What is the Holy Spirit of Promise? (The Holy Ghost.)
What does it mean to have a marriage sealed by the Holy Spirit of Promise?
Allow the young men to respond. Then share the following quotation with them:
“To seal is to ratify, to justify, or to approve. Thus an act which is sealed by the Holy Spirit of Promise is one which is ratified by the Holy Ghost; it is one which is approved by the Lord; and the person who has taken the obligation upon himself is justified by the Spirit in the thing he has done. The ratifying seal of approval is put upon an act only if those entering the contract are worthy” (Bruce R. McConkie, Mormon Doctrine, 2nd ed. [Salt Lake City: Bookcraft, 1966], pp. 361–62).
Adviser presentation and discussion
Explain that when a righteous and worthy man and woman take upon themselves the covenants of eternal marriage and continually remain pure, God becomes part of their marriage, and the Holy Spirit of Promise ratifies their marriage.

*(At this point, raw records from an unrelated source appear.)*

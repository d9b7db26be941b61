use async_trait::async_trait;
use tasklink_core::{IssueUpdate, ReleaseUpdate, RepoRef};
use tasklink_service::{HostError, RepoHost};
use tracing::info;

/// A host that logs the updates it would send. Used with `--dry-run`.
#[derive(Debug, Clone, Copy, Default)]
pub struct DryRunHost;

#[async_trait]
impl RepoHost for DryRunHost {
    fn name(&self) -> &str {
        "dry-run"
    }

    async fn update_issue(
        &self,
        repo: &RepoRef,
        number: u64,
        update: &IssueUpdate,
    ) -> Result<(), HostError> {
        info!(
            "dry run: would update {repo}#{number}: {}",
            serde_json::to_string(update).unwrap_or_default()
        );
        Ok(())
    }

    async fn update_release(
        &self,
        repo: &RepoRef,
        release_id: u64,
        update: &ReleaseUpdate,
    ) -> Result<(), HostError> {
        info!(
            "dry run: would update release {release_id} in {repo}: {}",
            serde_json::to_string(update).unwrap_or_default()
        );
        Ok(())
    }
}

It requires constant effort to develop a temple marriage into a celestial one.
Why do you want a celestial marriage and not just a temple marriage?
Explain that preparation for a celestial marriage cannot be accomplished in a few hours, weeks, or even months. It takes years, and it needs to be started now. Celestial marriage requires two people who are committed to living celestial lives. Explain that filling a full-time mission is one of the best ways to prepare for a celestial marriage. Refer to the triangle on the chalkboard, and point out that all lines must be established in order to have a celestial marriage.
Challenge the young men to continue to prepare to worthily participate in the sacred triangle of celestial marriage and to date only girls who would be worthy of temple blessings.